134 minutes | MPAA rating: R

The story of NSA whistleblower Edward Snowden was practically made for Oliver Stone.

Government overreach, conspiracy and corruption, plus a hero who acts alone in defiance of hopeless odds — they’re all the elements of a typical Stone film (“Wall Street,” “Platoon,” “Salvador,” “JFK,” “Born on the Fourth of July”).

And with age has come a certain mellowing of the Stone approach. It’s not like he’s any less radically left — it’s just that now he can make his case without the hysteria and hyperbole that often marred his earlier work.

And in Joseph Gordon-Levitt, Stone has a leading man seemingly at the peak of his powers.

Those whose minds are not already made up when it comes to l’affaire Snowden will find Stone’s new film “Snowden” largely convincing. Even if you’re inclined to brand Snowden as a traitor worthy of death, the film will remain troubling.

(OK, time out.
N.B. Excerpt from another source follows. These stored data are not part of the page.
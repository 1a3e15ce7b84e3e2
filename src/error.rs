//! Error types for the handful of operations that return `Result` instead of
//! the boolean-only contract most of the API uses (§7).

use std::error::Error as StdError;
use std::fmt::{self, Display, Formatter};

/// Errors from parsing or applying an SDL-format gamepad mapping.
///
/// Most mapping problems (§4.2 parsing failure modes) are handled by
/// skipping the offending line or field and logging a warning; this type is
/// for the few cases the spec treats as a hard error when the caller hands
/// mapping data to us programmatically rather than through the bundled
/// database.
#[derive(Debug, Clone, Copy, PartialEq, Eq)]
pub enum MappingError {
    /// A mapping line's GUID field wasn't exactly 32 hex digits.
    InvalidGuid,
    /// A device name contained a comma, which would corrupt the SDL line
    /// format on export.
    InvalidName,
}

impl MappingError {
    fn message(self) -> &'static str {
        match self {
            MappingError::InvalidGuid => "GUID must be exactly 32 lowercase hex digits",
            MappingError::InvalidName => "device name must not contain a comma",
        }
    }
}

impl Display for MappingError {
    fn fmt(&self, f: &mut Formatter<'_>) -> fmt::Result {
        f.write_str(self.message())
    }
}

impl StdError for MappingError {}

/// A platform backend failed to initialize (§7: "tolerated" by the
/// container — enumeration simply finds no gamepads — but still worth
/// surfacing to the application for logging/diagnostics).
#[derive(Debug)]
pub struct PlatformError {
    message: String,
    source: Option<Box<dyn StdError + Send + Sync + 'static>>,
}

impl PlatformError {
    pub fn new(message: impl Into<String>) -> Self {
        PlatformError {
            message: message.into(),
            source: None,
        }
    }

    pub fn with_source(
        message: impl Into<String>,
        source: impl StdError + Send + Sync + 'static,
    ) -> Self {
        PlatformError {
            message: message.into(),
            source: Some(Box::new(source)),
        }
    }
}

impl Display for PlatformError {
    fn fmt(&self, f: &mut Formatter<'_>) -> fmt::Result {
        f.write_str(&self.message)
    }
}

impl StdError for PlatformError {
    fn source(&self) -> Option<&(dyn StdError + 'static)> {
        self.source.as_deref().map(|e| e as &(dyn StdError + 'static))
    }
}
impl MappingDb {
    pub fn new() -> Self {
        MappingDb {
            mappings: Vec::with_capacity(MAPPING_DB_CAPACITY_HINT),
            exact_index: FnvHashMap::default(),
            this_platform: current_platform_name(),
        }
    }

    /// Loads the bundled `assets/gamecontrollerdb.txt` slice (§6.2, §B).
    pub fn with_bundled_mappings() -> Self {
        let mut db = Self::new();
        db.add_mappings_text(include_str!("../../assets/gamecontrollerdb.txt"));
        db
    }

    /// Parses `SDL_GAMECONTROLLERCONFIG`, if set, as additional mapping
    /// lines (§A.3).
    pub fn add_env_mappings(&mut self) {
        if let Ok(text) = std::env::var("SDL_GAMECONTROLLERCONFIG") {
            self.add_mappings_text(&text);
        }
    }

    pub fn add_mappings_text(&mut self, text: &str) -> usize {
        let mut added = 0;
        for line in text.lines() {
            match self.add_mapping_line(line) {
                Ok(true) => added += 1,
                Ok(false) => {}
                Err(e) => warn!("skipping mapping line: {e}"),
            }
        }
        added
    }

    /// Parses and inserts one mapping line. Returns `Ok(false)` for blank,
    /// comment-like, or platform-mismatched lines (not an error, just not
    /// applicable here).
    pub fn add_mapping_line(&mut self, line: &str) -> Result<bool, MappingError> {
        match Mapping::parse(line, self.this_platform)? {
            Some(mapping) => {
                self.insert(mapping);
                Ok(true)
            }
            None => Ok(false),
        }
    }

    fn insert(&mut self, mapping: Mapping) {
        let guid = mapping.guid.clone();
        let idx = self.mappings.len();
        debug!("registered mapping for guid {guid} ({})", mapping.name);
        self.mappings.push(mapping);
        self.exact_index.entry(guid).or_insert(idx);
    }

    /// Exact 32-char GUID match (§4.2: `findMapping`).
    pub fn find_mapping(&self, guid: &str) -> Option<&Mapping> {
        self.exact_index.get(guid).map(|&i| &self.mappings[i])
    }

    /// First-24-char GUID match, ignoring the version suffix (§4.2:
    /// `findMappingPermissive`). Linear scan, as specified.
    pub fn find_mapping_permissive(&self, guid: &str) -> Option<&Mapping> {
        if guid.len() < 24 {
            return None;
        }
        let prefix = &guid[..24];
        self.mappings.iter().find(|m| m.guid.len() >= 24 && &m.guid[..24] == prefix)
    }

    /// Two-tier resolution used when a gamepad connects (§4.4): exact
    /// match, then permissive match.
    pub fn resolve(&self, guid: &str) -> Option<&Mapping> {
        self.find_mapping(guid).or_else(|| self.find_mapping_permissive(guid))
    }

    pub fn len(&self) -> usize {
        self.mappings.len()
    }

    pub fn is_empty(&self) -> bool {
        self.mappings.is_empty()
    }
}

impl Default for MappingDb {
    fn default() -> Self {
        Self::new()
    }
}

#[cfg(target_os = "linux")]
fn current_platform_name() -> &'static str {
    "Linux"
}

#[cfg(target_os = "windows")]
fn current_platform_name() -> &'static str {
    "Windows"
}

#[cfg(target_os = "macos")]
fn current_platform_name() -> &'static str {
    "Mac OS X"
}

#[cfg(target_arch = "wasm32")]
fn current_platform_name() -> &'static str {
    "Web"
}

#[cfg(not(any(
    target_os = "linux",
    target_os = "windows",
    target_os = "macos",
    target_arch = "wasm32"
)))]
fn current_platform_name() -> &'static str {
    ""
}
Let me say up front that while “Snowden” is a good film, it pales in comparison with “Citizenfour,” the Oscar-winning documentary from 2015 in which the real Snowden, a newly-minted international fugitive hiding in a Hong Kong hotel room, is interrogated by the journalists who would leak his most inflammatory revelations to the awaiting world. Everyone should see “Citizenfour.” But most people dislike documentaries, and so the fictional Stone version will be the one most people will see and remember. Fact of life.)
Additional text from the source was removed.